Multi-Lesion PET Radiomic Phenotyping and Aggregation for Prognostication In Diffuse Large B-cell Lymphoma Treated with CAR-T Therapy
Abstract
Purpose
To develop and evaluate a radiomic phenotyping and multi-lesion aggregation scheme to derive patient-level biomarkers for identifying progressive disease and predicting time-to-progression (TTP) in diffuse large B-cell lymphoma (DLBCL).
Methods
Lesions (n=1579) from 76 DLBCL patients treated with chimeric antigen receptor T-cell therapy (25 non-progressive) were segmented on pre-treatment FDG-PET/CT using PET-edge and PET-edge+ (MIM Software).

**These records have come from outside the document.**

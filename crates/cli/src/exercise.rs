//! One driver per classroom exercise.
//!
//! Each driver builds its models from the scenario, advances them at the
//! configured frame step, and logs a summary.

use std::path::Path;

use anyhow::{Context, Result, bail, ensure};
use glam::{DMat3, DVec2, DVec3};
use kinetic_core::Observer;
use kinetic_models::{
    Contact, Entity, Floor, StepReport,
    checkpoint::{Checkpoint, CheckpointStore},
    fall::{Bounce, Fall},
    gravitation::{self, HeavenlyBody, Universe},
    playback::{Command, Frame, Playback},
    projectile::{self, Ballistics},
    rigid_body::{self, RigidBody, Tether, cuboid_inertia},
    spring::{self, Spring, SpringAnchor, SpringNetwork, SpringNode},
    system::{Action, Event, Status},
};
use kinetic_observers::{FailFast, Recorder, SeparationMonitor};
use kinetic_solvers::transient::rkf78;
use tracing::{debug, info, warn};
use uom::si::{f64::Length, length::meter};

use crate::config::{
    BounceConfig, FallConfig, OrbitConfig, ProjectileConfig, RigidConfig, SpringsConfig,
};

pub fn projectile(config: &ProjectileConfig, solver: rkf78::Config) -> Result<()> {
    let parameters = projectile::Parameters::default()
        .gravity_si(config.gravity)
        .drag(config.drag.into());
    let mut shell = Entity::new(Ballistics::new(parameters)?)
        .with_config(solver)
        .terminate_below(projectile::ground());
    shell.setup(
        projectile::launch_si(DVec2::ZERO, config.speed, config.elevation),
        0.0,
    )?;

    let mut recorder = Recorder::<2>::new(["x", "y"]);
    for _ in 0..config.max_ticks {
        let report = shell.step(config.dt, &())?;
        let [x, y, ..] = *shell.state();
        recorder.record(report.time(), [Some(x), Some(y)]);

        if let StepReport::Terminated { time } = report {
            let apex = recorder.series(1).map(|(_, y)| y).fold(f64::MIN, f64::max);
            info!(range = x, apex, flight_time = time, "projectile landed");
            return Ok(());
        }
    }

    bail!("projectile still airborne after {} ticks", config.max_ticks)
}

pub fn orbit(config: &OrbitConfig, solver: rkf78::Config) -> Result<()> {
    let mut earth = HeavenlyBody::from_si(config.earth_mass)?.with_config(solver);
    earth.setup(DVec2::ZERO, DVec2::ZERO, 0.0)?;
    let mut moon = HeavenlyBody::from_si(config.moon_mass)?.with_config(solver);
    moon.setup(
        DVec2::new(config.distance, 0.0),
        DVec2::new(0.0, config.moon_speed),
        0.0,
    )?;

    let mut universe = Universe::new(config.dt)?;
    universe.add_entity("earth", earth);
    universe.add_entity("moon", moon);
    let initial_energy = gravitation::total_energy(&universe);

    let mut monitor = SeparationMonitor::new("earth", "moon");
    if let Some([min, max]) = config.band {
        monitor = monitor.within(min, max);
    }

    let solution = universe.run(config.ticks, |event: &Event<'_, HeavenlyBody>| {
        let stop: Option<Action> = FailFast.observe(event);
        stop.or_else(|| monitor.observe(event))
    });

    let energy = gravitation::total_energy(&universe);
    let drift = ((energy - initial_energy) / initial_energy).abs();
    info!(
        ticks = solution.ticks,
        elapsed = universe.elapsed(),
        energy_drift = drift,
        closest = monitor.closest().map(|(_, d)| d),
        farthest = monitor.farthest().map(|(_, d)| d),
        eccentricity = monitor.eccentricity(),
        "orbit finished"
    );

    if solution.status == Status::StoppedByObserver {
        if let Some((time, separation)) = monitor.breach() {
            warn!(time, separation, "separation left the band");
        } else {
            bail!("a body failed to step; see the log for details");
        }
    }
    Ok(())
}

pub fn bounce(config: &BounceConfig, solver: rkf78::Config) -> Result<()> {
    let policy = Bounce::from_si(config.height, config.gravity)?
        .with_clearance(Length::new::<meter>(config.clearance))?;
    let mut ball = Entity::new(Fall::from_si(config.gravity)?)
        .with_config(solver)
        .with_policy(policy);
    ball.setup([config.height, 0.0], 0.0)?;
    ensure!(config.duration.is_finite(), "bounce duration must be finite");

    let mut bounces = 0_usize;
    let mut lowest = config.height;
    while ball.time() < config.duration {
        let report = ball.step(config.dt, &())?;
        if let StepReport::Advanced {
            time,
            contact: Contact::Corrected,
        } = report
        {
            bounces += 1;
            debug!(time, bounces, "bounce");
        }
        lowest = lowest.min(ball.state()[0]);
    }

    ensure!(lowest > 0.0, "ball passed through the floor");
    info!(bounces, lowest, duration = ball.time(), "bouncing finished");
    Ok(())
}

pub fn springs(config: &SpringsConfig, solver: rkf78::Config) -> Result<()> {
    ensure!(config.nodes > 0, "a spring chain needs at least one node");

    let parameters = spring::Parameters::default()
        .mass_si(config.mass)
        .stiffness_si(config.stiffness)
        .damping_si(config.damping)
        .gravity_si(config.gravity)
        .rest_length_si(config.rest_length);
    let spring = Spring::new(parameters)?;

    let mut network = SpringNetwork::new(config.dt)?;
    for i in 0..config.nodes {
        let anchor = match i {
            0 => SpringAnchor::Fixed(DVec2::ZERO),
            _ => SpringAnchor::Linked(node_name(i - 1)),
        };
        // Only the lowest node starts displaced.
        let x = if i + 1 == config.nodes { config.offset } else { 0.0 };
        let y = -config.rest_length * (i + 1) as f64;

        let mut node = SpringNode::new(spring)
            .with_config(solver)
            .with_anchors([Some(anchor), None]);
        node.setup(DVec2::new(x, y), DVec2::ZERO, 0.0)?;
        network.add_entity(node_name(i), node);
    }
    spring::validate_links(&network)?;

    let solution = network.run(config.ticks, FailFast);
    if solution.status == Status::StoppedByObserver {
        bail!("spring chain failed after {} ticks", solution.ticks);
    }

    for (name, node) in network.iter() {
        let position = node.position();
        info!(node = name, x = position.x, y = position.y, "final position");
    }
    Ok(())
}

fn node_name(i: usize) -> String {
    format!("node{i}")
}

pub fn rigid(config: &RigidConfig, solver: rkf78::Config) -> Result<()> {
    let tether = Tether::from_si(
        DVec3::from_array(config.anchor),
        DVec3::from_array(config.attachment),
        config.stiffness,
        config.rest_length,
    );
    let parameters = rigid_body::Parameters::default()
        .mass_si(config.mass)
        .inertia(cuboid_inertia(config.mass, DVec3::splat(config.width)))
        .gravity_si(config.gravity)
        .damping_si(config.damping)
        .tether(tether);
    let dynamics = RigidBody::new(parameters)?;

    let initial = dynamics.initial_state(
        DVec3::from_array(config.position),
        DMat3::IDENTITY,
        DVec3::ZERO,
        DVec3::from_array(config.angular_velocity),
    );
    let mut body = Entity::new(dynamics).with_config(solver);
    body.setup(initial, 0.0)?;

    for _ in 0..config.ticks {
        body.step(config.dt, &())?;
        let angle = body.dynamics().planar_angle(body.state())?;
        debug!(
            time = body.time(),
            angle = angle.to_degrees(),
            x = body.position().x,
            y = body.position().y,
            "rigid body"
        );
    }

    let angle = body.dynamics().planar_angle(body.state())?;
    info!(
        time = body.time(),
        angle = angle.to_degrees(),
        x = body.position().x,
        y = body.position().y,
        "rigid body finished"
    );
    Ok(())
}

/// Options for the resumable free-fall exercise.
#[derive(Debug, Clone, Copy)]
pub struct FallOptions<'a> {
    pub checkpoint_dir: &'a Path,
    /// Simulated time at which to quit and save a checkpoint.
    pub quit_after: Option<f64>,
    /// Ignore any existing checkpoint.
    pub fresh: bool,
}

pub fn fall(config: &FallConfig, solver: rkf78::Config, options: FallOptions<'_>) -> Result<()> {
    ensure!(
        config.gravity > 0.0,
        "the ball never reaches the ground unless gravity is positive"
    );
    ensure!(config.dt > 0.0, "the frame step must be positive");

    let store = CheckpointStore::new(options.checkpoint_dir);
    let resumed = if options.fresh {
        None
    } else {
        store.load().context("failed to read checkpoint")?
    };
    let start = resumed.unwrap_or(Checkpoint {
        position: config.height,
        velocity: 0.0,
        time: 0.0,
    });

    let mut ball = Entity::new(Fall::from_si(config.gravity)?)
        .with_config(solver)
        .terminate_below(Floor {
            index: 0,
            level: 0.0,
        });
    ball.setup([start.position, start.velocity], start.time)?;
    if resumed.is_some() {
        info!(height = start.position, time = start.time, "resuming fall");
    }

    // Playback starts paused, so the first frame resumes it.
    let mut playback = Playback::new();
    let mut command = Some(Command::Resume);
    let mut ticks = 0_usize;
    loop {
        match playback.frame(command.take()) {
            Frame::Hold => {}
            Frame::Advance => {
                if ticks == config.max_ticks {
                    bail!("ball still falling after {} ticks", config.max_ticks);
                }
                ticks += 1;
                if let StepReport::Terminated { time } = ball.step(config.dt, &())? {
                    info!(time, velocity = ball.state()[1], "ball reached the ground");
                    store.clear()?;
                    return Ok(());
                }
            }
            Frame::Quit => {
                let [position, velocity] = *ball.state();
                store.save(&Checkpoint {
                    position,
                    velocity,
                    time: ball.time(),
                })?;
                info!(height = position, time = ball.time(), "quit with checkpoint");
                return Ok(());
            }
        }

        if options.quit_after.is_some_and(|quit| ball.time() >= quit) {
            command = Some(Command::Quit);
        }
    }
}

SUV metrics (max/mean/min), volume, shape, and first-order radiomic features were extracted. Texture features were computed only for macro lesions (≥3 voxels per dimension). Scanner-related batches were harmonized using ComBat (log-ComBat for SUV, volume and skewed texture features; standard ComBat otherwise). Texture harmonization was applied to macro lesions, and micro-lesion textures were imputed using macro medians. After correlation filtering (Spearman ρ>0.8), radiomic phenotypes were derived via repeated K-means (k=2–15) followed by agglomerative clustering (consensus threshold=0.5). Thirteen phenotypes were identified; those in <25% of patients were grouped as “Rare,” yielding 7 stable phenotypes. Lesions were grouped by anatomical site (liver,bone, lymph node, soft tissue) and phenotype to generate patient-level features, including lesion counts and aggregated SUV/volume summaries (min/max/mean and Shannon entropy) at whole-body, organ-, and phenotype-specific levels. Clinical-only, aggregated-only, and combined models were compared for progression classification and TTP prediction using nested stratified cross-validation with SMOTE, block-wise feature selection (8 total), grid search, and 1000 bootstraps.
Results
Combined models using clinical+aggregated features (without prevalence-consolidation) performed best in prediction of both progression and TTP. For progression prediction, top model used SFS and MRMR feature selections for clinical and aggregated sets with SVM, achieving Matthews-correlation-coefficient of 0.38 (ROC-AUC=0.71). For TTP, highest C-index (0.67) was achieved by MI feature selection for both feature sets with GLMB.
Conclusion
Radiomic phenotyping with hierarchical aggregation across all lesions provides patient-level biomarkers that improve DLBCL prognostic modeling beyond clinical variables, with aggregated features adding predictive value for predicting both progression and TTP.